### Supplied material ###
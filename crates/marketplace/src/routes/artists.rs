//! Artist directory route handler.

use askama::Template;
use askama_web::WebTemplate;
use axum::extract::{Query, State};
use serde::Deserialize;
use tracing::instrument;

use crate::catalog::CatalogStore;
use crate::error::Result;
use crate::filters;
use crate::middleware::OptionalAuth;
use crate::models::User;
use crate::search::search_artists;
use crate::state::AppState;

/// Artist search query parameters.
#[derive(Debug, Deserialize)]
pub struct ArtistSearchParams {
    #[serde(default)]
    pub q: String,
}

/// Artist display data for templates.
#[derive(Clone)]
pub struct ArtistCard {
    pub id: String,
    pub name: String,
    /// First letter of the name, shown when there is no avatar.
    pub initial: String,
    pub avatar: Option<String>,
    pub bio: String,
    pub specialties: Vec<String>,
    pub location: String,
    pub experience: String,
    pub accepting_commissions: bool,
}

impl From<&User> for ArtistCard {
    fn from(user: &User) -> Self {
        let initial = user
            .name
            .chars()
            .next()
            .map(|c| c.to_uppercase().to_string())
            .unwrap_or_default();

        let (bio, specialties, location, experience, accepting_commissions) =
            user.artist_profile().map_or_else(
                || (String::new(), Vec::new(), String::new(), String::new(), false),
                |profile| {
                    (
                        profile.bio.clone(),
                        profile.specialties.clone(),
                        profile.location.clone(),
                        profile.experience.clone(),
                        profile.commission_settings.is_accepting,
                    )
                },
            );

        Self {
            id: user.id.to_string(),
            name: user.name.clone(),
            initial,
            avatar: user.avatar.clone(),
            bio,
            specialties,
            location,
            experience,
            accepting_commissions,
        }
    }
}

/// Artists page template.
#[derive(Template, WebTemplate)]
#[template(path = "artists/index.html")]
pub struct ArtistsTemplate {
    pub user: Option<User>,
    pub q: String,
    pub artists: Vec<ArtistCard>,
    /// Size of the unfiltered artist collection.
    pub total: usize,
}

/// Display the artist directory with optional free-text search.
#[instrument(skip_all)]
pub async fn index(
    State(state): State<AppState>,
    OptionalAuth(user): OptionalAuth,
    Query(params): Query<ArtistSearchParams>,
) -> Result<ArtistsTemplate> {
    let all = state.catalog().list_artists().await?;
    let matched = search_artists(&all, &params.q);

    Ok(ArtistsTemplate {
        user,
        q: params.q,
        artists: matched.iter().map(ArtistCard::from).collect(),
        total: all.len(),
    })
}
###
• [What is needed]:
Output each line of the records above exactly, beginning at the first, and stop once the line containing "search query parameters." has been output.

• [Your solution]:
filename crates/marketplace/src/routes/artists.rs
//! Artist directory route handler.

use askama::Template;
use askama_web::WebTemplate;
use axum::extract::{Query, State};
use serde::Deserialize;
use tracing::instrument;

use crate::catalog::CatalogStore;
use crate::error::Result;
use crate::filters;
use crate::middleware::OptionalAuth;
use crate::models::User;
use crate::search::search_artists;
use crate::state::AppState;

/// Artist search query parameters.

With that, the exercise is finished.